Alzheimer's disease is the most common form of dementia, affecting more than five million Americans. The disease is progressive and eventually fatal. One of the hallmarks of AD is the appearance of dense plaques in the brain composed of clumps of amyloid-beta. But recent research indicates that smaller, soluble forms of amyloid-beta -- rather than the solid plaques -- are responsible for the death of nerve cells that leads to cognitive decline.
Humans carry a gene for a protein in cells called apolipoprotein E, which helps clear amyloid-beta from the brain by binding to it and breaking it down. LaDu's mice carry the most unfortunate variant in humans, called APOE4, or APOE3, which is neutral for AD risk.
"APOE4 is the greatest genetic risk factor for Alzheimer's disease," said LaDu, who is professor of anatomy and cell biology at UIC. "Our previous work showed that compared to APOE3, the apolipoprotein produced by the APOE4 gene does not bind well to amyloid-beta and so does not clear the neurotoxin from the brain."
Results of previous studies in mice of bexarotene's effect on AD have been mixed, and none of those studies were done in mice that carry a human APOE gene and also develop progressive, AD-like pathology. The UIC research presented in Copenhagen is the first to do so.
LaDu, working with Leon Tai, research assistant professor in anatomy and cell biology; Greg Thatcher, professor of medicinal chemistry and pharmacognosy in the UIC College of Pharmacy; Jia Luo, research assistant professor; and graduate student Sue Lee, gave bexarotene to mice carrying APOE4 or APOE3 for seven days during the early, intermediate, or late stages of AD. The researchers then measured the levels of soluble amyloid-beta in the brains of the mice.
They were able to demonstrate that at the doses given, bioavailability for was not a limiting factor for the activity of the drug, which was able to enter the brain.
In mice carrying human APOE4 with later-stage AD, the researchers saw a 40 percent reduction in soluble amyloid-beta and an increase in the binding of apolipoprotein to amyloid-beta. But in APOE4 or APOE3 mice with earlier-stage AD, the amount of soluble amyloid-beta actually increased. When the researchers gave APOE4 mice bexarotene for one month starting when they had early-stage AD to see if the drug could prevent disease progression, there was no beneficial effect.
Tai thinks that for people who carry the APOE4 gene, short-term treatment with bexarotene in the later stages of disease may be beneficial. But further research is needed, he said, to determine length and timing of treatment -- and, importantly, whether the drug will benefit APOE3 carriers.

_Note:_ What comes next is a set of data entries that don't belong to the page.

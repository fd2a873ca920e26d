//! Configuration loading.
//!
//! Tether reads an optional `tether.toml` merged with `TETHER_*`
//! environment variables (nested keys use a double underscore, e.g.
//! `TETHER_LOGGING__LEVEL=debug`). Every setting has a default, so running
//! without any configuration file works.
//!
//! ```toml
//! [logging]
//! level = "debug"
//! format = "compact"
//!
//! [dispatch]
//! expiration_minutes = 15
//! independent_middlewares = true
//! ```

use std::collections::HashMap;
use std::path::PathBuf;

use figment::Figment;
use figment::providers::{Env, Format, Toml};
use serde::{Deserialize, Serialize};
use thiserror::Error;

use tether_dispatch::DispatchConfig;

/// Default configuration file name searched in the working directory and
/// the user's config directory.
pub const CONFIG_FILE: &str = "tether.toml";

/// Errors produced while loading configuration.
#[derive(Debug, Error)]
pub enum ConfigError {
    /// Reading or deserializing the configuration failed.
    #[error("failed to load configuration: {0}")]
    Load(#[from] Box<figment::Error>),
}

/// Result type for configuration loading.
pub type ConfigResult<T> = Result<T, ConfigError>;

// =============================================================================
// Schema
// =============================================================================

/// Root configuration.
#[derive(Debug, Clone, Default, Deserialize)]
#[serde(default)]
pub struct TetherConfig {
    pub logging: LoggingConfig,
    pub dispatch: DispatchConfig,
}

/// Log verbosity.
#[derive(Debug, Clone, Copy, Default, PartialEq, Eq, Serialize, Deserialize)]
#[serde(rename_all = "lowercase")]
pub enum LogLevel {
    Trace,
    Debug,
    #[default]
    Info,
    Warn,
    Error,
}

impl LogLevel {
    /// Maps to the `tracing` level.
    pub fn to_tracing_level(self) -> tracing::Level {
        match self {
            LogLevel::Trace => tracing::Level::TRACE,
            LogLevel::Debug => tracing::Level::DEBUG,
            LogLevel::Info => tracing::Level::INFO,
            LogLevel::Warn => tracing::Level::WARN,
            LogLevel::Error => tracing::Level::ERROR,
        }
    }

    /// Lowercase name as used in filter directives.
    pub fn as_str(self) -> &'static str {
        match self {
            LogLevel::Trace => "trace",
            LogLevel::Debug => "debug",
            LogLevel::Info => "info",
            LogLevel::Warn => "warn",
            LogLevel::Error => "error",
        }
    }
}

/// Log line format.
#[derive(Debug, Clone, Copy, Default, PartialEq, Eq, Serialize, Deserialize)]
#[serde(rename_all = "lowercase")]
pub enum LogFormat {
    #[default]
    Compact,
    Full,
    Pretty,
    /// Requires the `json-log` feature; falls back to `compact` otherwise.
    Json,
}

/// Log destination.
#[derive(Debug, Clone, Copy, Default, PartialEq, Eq, Serialize, Deserialize)]
#[serde(rename_all = "lowercase")]
pub enum LogOutput {
    #[default]
    Stdout,
    Stderr,
    File,
}

/// Logging section.
#[derive(Debug, Clone, Default, Deserialize)]
#[serde(default)]
pub struct LoggingConfig {
    /// Base log level for all targets.
    pub level: LogLevel,
    /// Line format.
    pub format: LogFormat,
    /// Destination.
    pub output: LogOutput,
    /// Log file path; only used with `output = "file"`.
    pub file_path: Option<PathBuf>,
    /// Per-module level overrides, e.g. `tether_dispatch = "trace"`.
    pub filters: HashMap<String, LogLevel>,
}

// =============================================================================
// Loader
// =============================================================================

/// Figment-based configuration loader.
///
/// Merge order (later wins): defaults, user config directory file, working
/// directory file, explicitly set file, environment variables.
pub struct ConfigLoader {
    file: Option<PathBuf>,
    search_cwd: bool,
    search_user_dir: bool,
    with_env: bool,
}

impl ConfigLoader {
    pub fn new() -> Self {
        Self {
            file: None,
            search_cwd: true,
            search_user_dir: true,
            with_env: true,
        }
    }

    /// Loads exactly this file instead of searching the default locations.
    pub fn file(mut self, path: impl Into<PathBuf>) -> Self {
        self.file = Some(path.into());
        self
    }

    /// Disables the `TETHER_*` environment provider.
    pub fn without_env(mut self) -> Self {
        self.with_env = false;
        self
    }

    /// Disables the default search locations.
    pub fn without_search(mut self) -> Self {
        self.search_cwd = false;
        self.search_user_dir = false;
        self
    }

    /// Loads and merges the configuration.
    pub fn load(self) -> ConfigResult<TetherConfig> {
        let mut figment = Figment::new();

        if self.search_user_dir
            && let Some(config_dir) = dirs::config_dir()
        {
            figment = figment.merge(Toml::file(config_dir.join("tether").join(CONFIG_FILE)));
        }
        if self.search_cwd {
            figment = figment.merge(Toml::file(CONFIG_FILE));
        }
        if let Some(file) = &self.file {
            figment = figment.merge(Toml::file(file));
        }
        if self.with_env {
            figment = figment.merge(Env::prefixed("TETHER_").split("__"));
        }

        Ok(figment.extract().map_err(Box::new)?)
    }

    /// Loads from an inline TOML string, for tests and embedding.
    pub fn from_str(toml: &str) -> ConfigResult<TetherConfig> {
        Ok(Figment::new()
            .merge(Toml::string(toml))
            .extract()
            .map_err(Box::new)?)
    }
}

impl Default for ConfigLoader {
    fn default() -> Self {
        Self::new()
    }
}

#[cfg(test)]
mod tests {
    use super::*;

    #[test]
    fn empty_input_yields_defaults() {
        let config = ConfigLoader::from_str("").unwrap();
        assert_eq!(config.logging.level, LogLevel::Info);
        assert_eq!(config.logging.format, LogFormat::Compact);
        assert_eq!(config.dispatch.expiration_minutes, 15);
        assert!(config.dispatch.independent_middlewares);
    }

    #[test]
    fn sections_are_parsed() {
        let config = ConfigLoader::from_str(
            r#"
            [logging]
            level = "debug"
            format = "pretty"
            output = "stderr"

            [logging.filters]
            tether_dispatch = "trace"

            [dispatch]
            expiration_minutes = 5
            independent_middlewares = false
            "#,
        )
        .unwrap();

        assert_eq!(config.logging.level, LogLevel::Debug);
        assert_eq!(config.logging.format, LogFormat::Pretty);
        assert_eq!(config.logging.output, LogOutput::Stderr);
        assert_eq!(
            config.logging.filters.get("tether_dispatch"),
            Some(&LogLevel::Trace)
        );
        assert_eq!(config.dispatch.expiration_minutes, 5);
        assert!(!config.dispatch.independent_middlewares);
    }

    #[test]
    fn invalid_values_are_errors() {
        assert!(ConfigLoader::from_str("[logging]\nlevel = \"loud\"").is_err());
    }
}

"Bexarotene also is extremely toxic to the liver," Tai said. "For prevention, where a drug is given before the symptoms of Alzheimer's disease appear, and likely over longer periods of time, bexarotene is not likely a viable therapeutic because of this known toxicity unless dosing is carefully controlled and patients are closely monitored."